*** Supplied records Section Begins ***

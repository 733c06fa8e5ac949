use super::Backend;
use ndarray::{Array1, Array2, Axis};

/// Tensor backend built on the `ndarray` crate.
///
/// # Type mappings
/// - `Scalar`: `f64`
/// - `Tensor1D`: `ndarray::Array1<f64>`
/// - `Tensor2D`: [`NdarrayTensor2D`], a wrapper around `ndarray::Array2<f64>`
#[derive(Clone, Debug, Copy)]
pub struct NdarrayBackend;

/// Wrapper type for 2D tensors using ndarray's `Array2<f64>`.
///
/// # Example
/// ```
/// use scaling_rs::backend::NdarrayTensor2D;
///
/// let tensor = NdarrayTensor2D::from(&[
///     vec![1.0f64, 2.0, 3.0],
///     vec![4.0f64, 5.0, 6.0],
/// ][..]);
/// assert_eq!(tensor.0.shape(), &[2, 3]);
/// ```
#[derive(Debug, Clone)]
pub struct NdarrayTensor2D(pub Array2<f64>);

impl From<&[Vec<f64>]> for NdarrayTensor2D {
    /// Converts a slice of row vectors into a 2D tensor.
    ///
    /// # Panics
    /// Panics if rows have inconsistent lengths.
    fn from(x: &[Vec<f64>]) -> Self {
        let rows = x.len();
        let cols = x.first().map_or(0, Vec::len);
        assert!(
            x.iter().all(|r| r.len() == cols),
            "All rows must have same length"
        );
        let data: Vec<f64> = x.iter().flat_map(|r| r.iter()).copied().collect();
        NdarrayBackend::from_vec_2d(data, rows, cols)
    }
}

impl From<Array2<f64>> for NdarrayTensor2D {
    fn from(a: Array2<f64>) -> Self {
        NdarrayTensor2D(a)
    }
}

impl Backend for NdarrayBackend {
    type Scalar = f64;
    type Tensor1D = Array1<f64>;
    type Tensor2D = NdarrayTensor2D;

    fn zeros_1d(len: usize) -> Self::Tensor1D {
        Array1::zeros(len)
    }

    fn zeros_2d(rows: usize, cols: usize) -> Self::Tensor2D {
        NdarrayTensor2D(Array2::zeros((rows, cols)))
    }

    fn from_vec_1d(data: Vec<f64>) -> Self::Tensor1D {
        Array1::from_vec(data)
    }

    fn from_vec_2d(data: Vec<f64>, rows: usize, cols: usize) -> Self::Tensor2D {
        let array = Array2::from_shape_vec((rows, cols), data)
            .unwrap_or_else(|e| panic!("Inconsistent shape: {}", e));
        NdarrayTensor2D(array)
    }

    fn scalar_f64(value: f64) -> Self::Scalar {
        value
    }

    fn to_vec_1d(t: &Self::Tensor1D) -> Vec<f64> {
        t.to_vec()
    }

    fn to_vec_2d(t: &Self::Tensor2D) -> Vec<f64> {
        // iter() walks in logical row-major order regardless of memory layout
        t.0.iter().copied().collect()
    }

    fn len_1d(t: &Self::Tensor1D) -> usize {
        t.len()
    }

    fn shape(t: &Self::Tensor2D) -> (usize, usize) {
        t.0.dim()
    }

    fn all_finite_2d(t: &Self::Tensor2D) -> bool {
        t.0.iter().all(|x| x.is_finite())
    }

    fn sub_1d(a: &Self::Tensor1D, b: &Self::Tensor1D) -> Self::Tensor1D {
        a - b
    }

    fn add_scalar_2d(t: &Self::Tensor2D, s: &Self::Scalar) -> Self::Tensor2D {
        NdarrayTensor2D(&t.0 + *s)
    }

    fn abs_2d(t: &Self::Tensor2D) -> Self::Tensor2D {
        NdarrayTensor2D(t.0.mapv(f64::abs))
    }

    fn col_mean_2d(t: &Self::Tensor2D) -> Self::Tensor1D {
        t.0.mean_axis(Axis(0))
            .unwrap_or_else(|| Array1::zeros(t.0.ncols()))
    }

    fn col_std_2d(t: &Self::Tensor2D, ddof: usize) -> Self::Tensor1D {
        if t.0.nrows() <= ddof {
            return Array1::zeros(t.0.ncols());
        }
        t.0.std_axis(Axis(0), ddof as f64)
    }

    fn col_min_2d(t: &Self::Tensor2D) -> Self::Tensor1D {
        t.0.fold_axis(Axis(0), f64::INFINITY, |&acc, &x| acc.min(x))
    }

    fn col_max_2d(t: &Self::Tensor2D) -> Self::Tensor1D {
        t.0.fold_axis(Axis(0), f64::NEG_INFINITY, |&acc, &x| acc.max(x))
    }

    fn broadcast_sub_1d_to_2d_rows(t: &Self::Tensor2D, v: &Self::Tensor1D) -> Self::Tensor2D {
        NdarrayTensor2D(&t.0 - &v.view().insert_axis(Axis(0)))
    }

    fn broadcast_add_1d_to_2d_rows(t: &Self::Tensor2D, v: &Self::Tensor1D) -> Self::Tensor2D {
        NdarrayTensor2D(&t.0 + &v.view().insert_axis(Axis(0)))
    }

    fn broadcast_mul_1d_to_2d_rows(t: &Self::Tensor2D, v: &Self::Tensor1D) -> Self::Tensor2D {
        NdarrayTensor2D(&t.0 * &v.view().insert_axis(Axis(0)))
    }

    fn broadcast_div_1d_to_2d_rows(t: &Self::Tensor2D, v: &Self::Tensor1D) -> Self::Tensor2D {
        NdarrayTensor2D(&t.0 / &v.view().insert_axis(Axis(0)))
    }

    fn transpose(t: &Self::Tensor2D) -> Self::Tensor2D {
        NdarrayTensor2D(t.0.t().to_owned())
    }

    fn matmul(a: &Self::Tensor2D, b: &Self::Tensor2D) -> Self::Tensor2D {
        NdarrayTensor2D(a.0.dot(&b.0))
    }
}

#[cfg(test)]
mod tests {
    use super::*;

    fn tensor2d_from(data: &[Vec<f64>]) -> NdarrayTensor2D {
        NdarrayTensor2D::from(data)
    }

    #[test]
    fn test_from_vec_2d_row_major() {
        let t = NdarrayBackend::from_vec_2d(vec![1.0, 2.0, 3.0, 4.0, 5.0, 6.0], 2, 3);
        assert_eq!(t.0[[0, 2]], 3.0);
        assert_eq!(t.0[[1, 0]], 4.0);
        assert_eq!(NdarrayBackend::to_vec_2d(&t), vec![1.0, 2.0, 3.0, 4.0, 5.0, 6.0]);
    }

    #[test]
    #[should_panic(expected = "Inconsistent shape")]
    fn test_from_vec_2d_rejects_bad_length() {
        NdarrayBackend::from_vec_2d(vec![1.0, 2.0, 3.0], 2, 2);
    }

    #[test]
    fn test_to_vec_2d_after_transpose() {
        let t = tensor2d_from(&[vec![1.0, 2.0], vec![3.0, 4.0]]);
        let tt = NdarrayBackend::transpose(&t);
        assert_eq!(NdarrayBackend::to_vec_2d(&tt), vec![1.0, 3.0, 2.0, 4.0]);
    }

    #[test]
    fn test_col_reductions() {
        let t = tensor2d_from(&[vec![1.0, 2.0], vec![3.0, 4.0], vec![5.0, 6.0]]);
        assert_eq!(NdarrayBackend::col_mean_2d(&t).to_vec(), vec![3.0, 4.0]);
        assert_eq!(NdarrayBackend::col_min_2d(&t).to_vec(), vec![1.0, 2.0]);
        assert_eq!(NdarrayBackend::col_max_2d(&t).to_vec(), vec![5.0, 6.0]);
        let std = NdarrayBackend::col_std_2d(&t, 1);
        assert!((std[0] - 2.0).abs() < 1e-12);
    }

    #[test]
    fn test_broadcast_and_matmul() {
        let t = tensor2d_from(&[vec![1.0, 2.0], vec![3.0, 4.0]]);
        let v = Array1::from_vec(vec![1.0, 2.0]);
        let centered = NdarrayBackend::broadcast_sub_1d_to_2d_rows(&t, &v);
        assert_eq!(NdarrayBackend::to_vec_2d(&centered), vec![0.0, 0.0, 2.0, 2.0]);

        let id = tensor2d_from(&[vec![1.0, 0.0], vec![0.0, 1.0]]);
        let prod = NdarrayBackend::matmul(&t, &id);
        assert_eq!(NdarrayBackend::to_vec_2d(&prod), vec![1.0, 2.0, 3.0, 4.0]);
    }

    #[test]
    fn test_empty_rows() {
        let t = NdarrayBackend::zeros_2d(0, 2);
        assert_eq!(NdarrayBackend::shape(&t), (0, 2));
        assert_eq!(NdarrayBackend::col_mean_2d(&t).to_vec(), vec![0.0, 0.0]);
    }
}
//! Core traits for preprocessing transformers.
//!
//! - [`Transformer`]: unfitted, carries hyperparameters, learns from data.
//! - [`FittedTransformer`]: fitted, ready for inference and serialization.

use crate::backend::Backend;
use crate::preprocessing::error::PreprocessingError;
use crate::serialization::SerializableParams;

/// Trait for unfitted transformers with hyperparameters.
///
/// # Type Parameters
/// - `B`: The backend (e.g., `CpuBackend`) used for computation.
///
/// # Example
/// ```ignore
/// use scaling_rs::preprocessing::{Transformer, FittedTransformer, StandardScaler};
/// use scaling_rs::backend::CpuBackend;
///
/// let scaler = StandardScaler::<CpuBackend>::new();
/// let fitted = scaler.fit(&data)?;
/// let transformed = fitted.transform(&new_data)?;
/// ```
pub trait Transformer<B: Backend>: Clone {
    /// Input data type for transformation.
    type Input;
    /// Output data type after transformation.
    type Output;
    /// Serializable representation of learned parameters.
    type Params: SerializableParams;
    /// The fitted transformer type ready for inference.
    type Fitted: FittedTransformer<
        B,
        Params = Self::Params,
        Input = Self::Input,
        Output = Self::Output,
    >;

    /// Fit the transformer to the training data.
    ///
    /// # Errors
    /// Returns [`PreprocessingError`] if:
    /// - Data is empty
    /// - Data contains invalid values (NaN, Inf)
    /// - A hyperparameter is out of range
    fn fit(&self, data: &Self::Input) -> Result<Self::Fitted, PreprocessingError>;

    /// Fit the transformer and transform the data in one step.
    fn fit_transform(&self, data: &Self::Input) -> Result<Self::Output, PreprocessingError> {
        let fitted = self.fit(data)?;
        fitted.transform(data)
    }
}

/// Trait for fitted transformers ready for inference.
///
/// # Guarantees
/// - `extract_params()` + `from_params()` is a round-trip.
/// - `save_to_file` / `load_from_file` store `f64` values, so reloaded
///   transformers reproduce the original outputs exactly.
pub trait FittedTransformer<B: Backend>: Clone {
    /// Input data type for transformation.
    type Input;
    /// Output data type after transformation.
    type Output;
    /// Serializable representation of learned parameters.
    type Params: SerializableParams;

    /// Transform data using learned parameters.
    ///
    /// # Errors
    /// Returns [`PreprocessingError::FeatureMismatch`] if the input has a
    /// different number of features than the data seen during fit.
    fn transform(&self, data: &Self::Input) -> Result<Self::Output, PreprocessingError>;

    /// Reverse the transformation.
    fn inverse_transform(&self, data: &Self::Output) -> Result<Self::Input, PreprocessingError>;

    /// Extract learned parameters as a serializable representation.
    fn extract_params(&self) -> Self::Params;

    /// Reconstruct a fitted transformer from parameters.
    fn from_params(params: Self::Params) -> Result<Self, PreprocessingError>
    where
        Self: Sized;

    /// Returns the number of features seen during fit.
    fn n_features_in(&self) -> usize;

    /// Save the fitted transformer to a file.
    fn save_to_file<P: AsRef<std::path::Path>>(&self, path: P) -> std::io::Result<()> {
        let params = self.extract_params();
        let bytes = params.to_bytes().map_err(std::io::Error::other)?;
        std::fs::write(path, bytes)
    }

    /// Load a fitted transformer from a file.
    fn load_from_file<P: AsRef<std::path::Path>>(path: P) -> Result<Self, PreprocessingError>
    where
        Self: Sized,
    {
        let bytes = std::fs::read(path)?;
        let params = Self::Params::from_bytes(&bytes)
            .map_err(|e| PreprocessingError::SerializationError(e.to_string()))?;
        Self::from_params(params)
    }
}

*** Supplied records Section Ends ***
*** Supplied records Section Begins ***

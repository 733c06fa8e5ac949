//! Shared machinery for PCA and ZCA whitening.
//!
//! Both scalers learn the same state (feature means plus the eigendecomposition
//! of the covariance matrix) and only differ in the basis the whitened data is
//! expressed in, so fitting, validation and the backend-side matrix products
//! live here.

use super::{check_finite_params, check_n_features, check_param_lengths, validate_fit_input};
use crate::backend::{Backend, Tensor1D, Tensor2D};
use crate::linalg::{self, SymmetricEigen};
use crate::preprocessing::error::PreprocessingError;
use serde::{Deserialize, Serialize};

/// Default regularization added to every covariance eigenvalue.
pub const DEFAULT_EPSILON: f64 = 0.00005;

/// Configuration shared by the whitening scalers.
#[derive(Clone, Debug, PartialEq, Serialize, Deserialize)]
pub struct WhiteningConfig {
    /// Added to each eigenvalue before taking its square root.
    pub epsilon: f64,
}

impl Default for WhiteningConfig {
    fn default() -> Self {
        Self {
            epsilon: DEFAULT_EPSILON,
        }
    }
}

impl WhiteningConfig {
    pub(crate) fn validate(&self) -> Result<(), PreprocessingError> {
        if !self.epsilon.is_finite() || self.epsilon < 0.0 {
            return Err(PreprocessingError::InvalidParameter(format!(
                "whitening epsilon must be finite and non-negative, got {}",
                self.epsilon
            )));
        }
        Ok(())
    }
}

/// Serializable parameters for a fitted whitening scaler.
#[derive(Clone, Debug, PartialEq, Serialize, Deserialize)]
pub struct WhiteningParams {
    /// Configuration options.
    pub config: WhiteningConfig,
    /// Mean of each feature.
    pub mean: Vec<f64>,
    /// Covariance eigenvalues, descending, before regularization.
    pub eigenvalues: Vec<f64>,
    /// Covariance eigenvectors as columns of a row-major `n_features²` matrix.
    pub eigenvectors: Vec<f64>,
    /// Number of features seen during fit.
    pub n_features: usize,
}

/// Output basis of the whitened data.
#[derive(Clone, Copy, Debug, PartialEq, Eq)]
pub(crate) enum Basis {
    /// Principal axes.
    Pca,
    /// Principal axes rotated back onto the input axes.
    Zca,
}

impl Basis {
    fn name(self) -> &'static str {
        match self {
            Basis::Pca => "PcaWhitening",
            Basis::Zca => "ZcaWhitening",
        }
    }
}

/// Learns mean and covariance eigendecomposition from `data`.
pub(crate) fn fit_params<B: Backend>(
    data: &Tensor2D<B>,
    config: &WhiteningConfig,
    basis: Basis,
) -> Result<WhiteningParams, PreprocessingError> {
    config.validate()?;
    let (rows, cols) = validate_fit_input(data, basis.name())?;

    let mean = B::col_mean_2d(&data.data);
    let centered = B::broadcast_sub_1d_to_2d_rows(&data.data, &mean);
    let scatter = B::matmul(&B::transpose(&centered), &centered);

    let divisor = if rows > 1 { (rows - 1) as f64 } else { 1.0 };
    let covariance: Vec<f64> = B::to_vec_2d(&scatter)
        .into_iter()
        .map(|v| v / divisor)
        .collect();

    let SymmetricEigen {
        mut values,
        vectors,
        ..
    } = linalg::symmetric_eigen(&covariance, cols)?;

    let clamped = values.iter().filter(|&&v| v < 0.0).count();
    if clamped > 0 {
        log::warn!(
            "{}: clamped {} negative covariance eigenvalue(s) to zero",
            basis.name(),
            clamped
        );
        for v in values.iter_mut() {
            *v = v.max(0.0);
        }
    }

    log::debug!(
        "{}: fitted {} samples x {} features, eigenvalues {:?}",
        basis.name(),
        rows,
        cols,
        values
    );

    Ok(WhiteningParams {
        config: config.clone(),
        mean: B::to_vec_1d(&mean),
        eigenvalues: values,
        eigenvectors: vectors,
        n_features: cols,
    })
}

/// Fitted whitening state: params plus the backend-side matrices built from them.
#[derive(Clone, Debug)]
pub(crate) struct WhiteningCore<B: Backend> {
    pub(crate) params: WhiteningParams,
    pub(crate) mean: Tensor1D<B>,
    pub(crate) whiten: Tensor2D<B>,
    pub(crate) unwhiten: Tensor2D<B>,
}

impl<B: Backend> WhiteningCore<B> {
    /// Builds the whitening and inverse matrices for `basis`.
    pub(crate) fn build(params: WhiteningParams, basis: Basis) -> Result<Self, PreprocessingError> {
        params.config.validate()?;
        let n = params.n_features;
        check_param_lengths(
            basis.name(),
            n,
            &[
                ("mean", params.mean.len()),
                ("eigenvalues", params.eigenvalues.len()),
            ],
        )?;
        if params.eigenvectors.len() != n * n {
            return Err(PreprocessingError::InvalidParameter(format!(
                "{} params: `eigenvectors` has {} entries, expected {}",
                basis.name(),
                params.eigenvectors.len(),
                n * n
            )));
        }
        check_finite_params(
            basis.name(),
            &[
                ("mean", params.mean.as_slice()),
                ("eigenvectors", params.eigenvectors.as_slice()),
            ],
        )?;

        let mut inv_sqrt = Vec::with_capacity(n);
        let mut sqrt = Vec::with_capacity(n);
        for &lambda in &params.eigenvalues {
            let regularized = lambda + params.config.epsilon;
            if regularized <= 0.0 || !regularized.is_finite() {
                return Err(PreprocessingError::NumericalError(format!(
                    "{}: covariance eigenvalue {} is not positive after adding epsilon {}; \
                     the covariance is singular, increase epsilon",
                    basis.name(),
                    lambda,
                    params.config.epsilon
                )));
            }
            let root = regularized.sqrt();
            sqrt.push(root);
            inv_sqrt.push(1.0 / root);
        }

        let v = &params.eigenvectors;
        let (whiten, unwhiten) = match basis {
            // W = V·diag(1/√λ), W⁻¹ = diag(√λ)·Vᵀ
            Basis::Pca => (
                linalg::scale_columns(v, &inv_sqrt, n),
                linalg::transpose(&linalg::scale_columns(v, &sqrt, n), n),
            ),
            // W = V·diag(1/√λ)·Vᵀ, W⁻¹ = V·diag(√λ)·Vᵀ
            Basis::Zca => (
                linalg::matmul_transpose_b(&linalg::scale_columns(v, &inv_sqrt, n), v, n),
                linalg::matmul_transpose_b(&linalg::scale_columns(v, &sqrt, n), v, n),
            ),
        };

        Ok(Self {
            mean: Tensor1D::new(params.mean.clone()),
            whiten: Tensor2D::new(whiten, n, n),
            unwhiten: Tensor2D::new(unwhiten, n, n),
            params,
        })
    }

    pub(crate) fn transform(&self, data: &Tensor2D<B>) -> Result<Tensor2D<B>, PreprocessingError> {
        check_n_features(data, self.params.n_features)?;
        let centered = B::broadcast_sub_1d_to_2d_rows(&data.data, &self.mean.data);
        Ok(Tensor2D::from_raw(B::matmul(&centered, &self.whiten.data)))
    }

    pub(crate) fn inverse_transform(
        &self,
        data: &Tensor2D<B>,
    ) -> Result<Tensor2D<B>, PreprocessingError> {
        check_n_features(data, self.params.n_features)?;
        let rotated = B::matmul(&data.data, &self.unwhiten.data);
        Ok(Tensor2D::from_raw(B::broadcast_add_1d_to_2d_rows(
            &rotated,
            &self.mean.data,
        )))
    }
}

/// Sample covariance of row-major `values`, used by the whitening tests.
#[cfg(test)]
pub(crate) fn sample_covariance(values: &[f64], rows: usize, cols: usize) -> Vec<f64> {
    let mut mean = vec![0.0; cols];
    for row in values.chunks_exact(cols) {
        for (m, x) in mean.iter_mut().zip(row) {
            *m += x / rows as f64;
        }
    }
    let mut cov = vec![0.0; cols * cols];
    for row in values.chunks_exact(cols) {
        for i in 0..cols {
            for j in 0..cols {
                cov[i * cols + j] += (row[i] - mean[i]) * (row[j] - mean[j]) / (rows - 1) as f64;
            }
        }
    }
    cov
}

*** Supplied records Section Ends ***

:: Task instructions ::
Go through the listing and copy each line with the string "using".

:: Result for this exercise ::
/// Wrapper type for 2D tensors using ndarray's `Array2<f64>`.
    /// Transform data using learned parameters.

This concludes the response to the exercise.